Rborist: Rapid Decision Tree Construction and Evaluation

Description

Accelerated implementation of the Random Forest (trademarked name) algorithm. Tuned for multicore and GPU hardware. Bindable with most numerical front-end languages in addtion to R. Invocation is similar to that provided by "randomForest" package.

Usage

# S3 method for default
Rborist (x,
                y,
                autoCompress = 0.25,
                ctgCensus = "votes",
                classWeight = NULL,
                maxLeaf = 0,
                minInfo = 0.01,
                minNode = ifelse(is.factor(y), 2, 3),
                nLevel = 0,
                nSamp = 0,
                nThread = 0,
                nTree = 500,
                noValidate = FALSE,
                predFixed = 0,
                predProb = 0.0,
                predWeight = NULL, 
                quantVec = NULL,
                quantiles = !is.null(quantVec),
                regMono = NULL,
                rowWeight = NULL,
                splitQuant = NULL,
                thinLeaves = ifelse(is.factor(y), TRUE, FALSE),
                treeBlock = 1,
                verbose = FALSE,
                withRepl = TRUE,
                ...)

Value

an object of class Rborist, a list containing the following items:

forest

a list containing

forestNode a vector of packed structures expressing splitting predictors, splitting values, successor node deltas and leaf indices.

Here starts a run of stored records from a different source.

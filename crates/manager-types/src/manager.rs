//! Profile manager entities and change requests.

use alloy::primitives::Address;
use serde::{Deserialize, Serialize};
use std::fmt;

/// Cache typename under which listed managers are stored.
///
/// Entries are keyed `ProfilesManagedResult:<address>`, so a successful
/// change evicts exactly the entry of the address it touched.
pub const PROFILES_MANAGED_TYPENAME: &str = "ProfilesManagedResult";

/// Stable cache identifier for a manager address.
pub fn manager_cache_id(address: &Address) -> String {
	address.to_string()
}

/// Whether an address is being granted or stripped of manager rights.
#[derive(Debug, Clone, Copy, PartialEq, Eq, Hash, Serialize, Deserialize)]
#[serde(rename_all = "UPPERCASE")]
pub enum ChangeManagerAction {
	Add,
	Remove,
}

impl fmt::Display for ChangeManagerAction {
	fn fmt(&self, f: &mut fmt::Formatter<'_>) -> fmt::Result {
		match self {
			ChangeManagerAction::Add => write!(f, "add"),
			ChangeManagerAction::Remove => write!(f, "remove"),
		}
	}
}

/// A single user intent to change the manager list.
///
/// Lives only for the duration of one submission. Serializes to the
/// `ChangeProfileManager` GraphQL input shape.
#[derive(Debug, Clone, Copy, PartialEq, Eq, Serialize, Deserialize)]
pub struct ManagerChangeRequest {
	pub action: ChangeManagerAction,
	pub address: Address,
}

impl ManagerChangeRequest {
	pub fn add(address: Address) -> Self {
		Self {
			action: ChangeManagerAction::Add,
			address,
		}
	}

	pub fn remove(address: Address) -> Self {
		Self {
			action: ChangeManagerAction::Remove,
			address,
		}
	}
}

/// A delegated executor of a profile as reported by the Lens API.
#[derive(Debug, Clone, PartialEq, Eq, Serialize, Deserialize)]
#[serde(rename_all = "camelCase")]
pub struct ProfileManager {
	pub address: Address,
	/// The built-in Lens manager; never offered for removal.
	#[serde(default)]
	pub is_lens_manager: bool,
}

/// Cursor pair returned with every paginated query.
#[derive(Debug, Clone, Default, PartialEq, Eq, Serialize, Deserialize)]
pub struct PageInfo {
	#[serde(default)]
	pub next: Option<String>,
	#[serde(default)]
	pub prev: Option<String>,
}

/// One page of the `profileManagers` query.
#[derive(Debug, Clone, Default, PartialEq, Eq, Serialize, Deserialize)]
#[serde(rename_all = "camelCase")]
pub struct ManagersPage {
	pub items: Vec<ProfileManager>,
	pub page_info: PageInfo,
}

#[cfg(test)]
mod tests {
	use super::*;

	#[test]
	fn test_request_serializes_to_graphql_input() {
		let address = Address::repeat_byte(0xab);
		let json = serde_json::to_value(ManagerChangeRequest::remove(address)).unwrap();

		assert_eq!(json["action"], "REMOVE");
		assert_eq!(json["address"], serde_json::json!(address));
	}

	#[test]
	fn test_page_deserializes_with_missing_cursors() {
		let page: ManagersPage = serde_json::from_str(
			r#"{
				"items": [
					{"address": "0x000000000000000000000000000000000000abcd", "isLensManager": false},
					{"address": "0x0000000000000000000000000000000000001234", "isLensManager": true}
				],
				"pageInfo": {"next": null}
			}"#,
		)
		.unwrap();

		assert_eq!(page.items.len(), 2);
		assert!(page.items[1].is_lens_manager);
		assert_eq!(page.page_info, PageInfo::default());
	}
}
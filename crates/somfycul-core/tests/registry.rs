use pretty_assertions::assert_eq;
use somfycul_core::prelude::*;
use somfycul_core::protocol::PortRegistry;
use std::sync::Arc;

const PREFIX: &str = "/dev/cul-registry-";

fn registered() -> Vec<String> {
    PortRegistry::global()
        .names()
        .into_iter()
        .filter(|name| name.starts_with(PREFIX))
        .collect()
}

#[tokio::test]
async fn test_allow_list_accumulates_across_managers_and_reopens() {
    let a = format!("{PREFIX}a");
    let b = format!("{PREFIX}b");
    let transport = MemoryTransport::with_ports([a.as_str(), b.as_str()]);
    let first = ConnectionManager::new(Arc::new(transport.clone()));
    let second = ConnectionManager::new(Arc::new(transport.clone()));

    let handle = first.open(&DeviceConfig::new(a.as_str(), 9600)).unwrap();
    handle.close().await;
    assert_eq!(registered(), vec![a.clone()]);

    let handle = second.open(&DeviceConfig::new(b.as_str(), 9600)).unwrap();
    handle.close().await;
    assert_eq!(registered(), vec![a.clone(), b.clone()]);

    let handle = second.open(&DeviceConfig::new(a.as_str(), 9600)).unwrap();
    handle.close().await;
    assert_eq!(registered(), vec![a.clone(), b.clone()]);
    assert_eq!(transport.open_count(), 3);

    let property = PortRegistry::global().to_property_string();
    assert_eq!(property.matches(a.as_str()).count(), 1);
    assert!(property.contains(b.as_str()));
}

#[tokio::test]
async fn test_failed_open_still_registers_once() {
    let missing = "/dev/cul-absent-stick".to_string();
    let transport = MemoryTransport::with_ports(["COM1"]);
    let manager = ConnectionManager::new(Arc::new(transport));

    for _ in 0..3 {
        let err = manager
            .open(&DeviceConfig::new(missing.as_str(), 9600))
            .err()
            .unwrap();
        assert!(matches!(err, CulError::PortNotFound { .. }));
    }
    let names = PortRegistry::global().names();
    assert_eq!(names.iter().filter(|n| **n == missing).count(), 1);
}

height a vector of accumulated tree heights within forestNode.

facSplit a vector of splitting factor values.

facHeight a vector of accumulated tree heights positions within the splitting factor values.

a list containing either of:

LeafReg a list consisting of regression leaf data: node a packed structure expressing leaf scores and node counts. nodeHeight a vector of accumulated tree heights within node. bagHeight a vector of accumulated bag counts, per tree. bagSample a vector of packed data structures, one per unique row sample, containing the row index and number of times sampled. yTrain the training response.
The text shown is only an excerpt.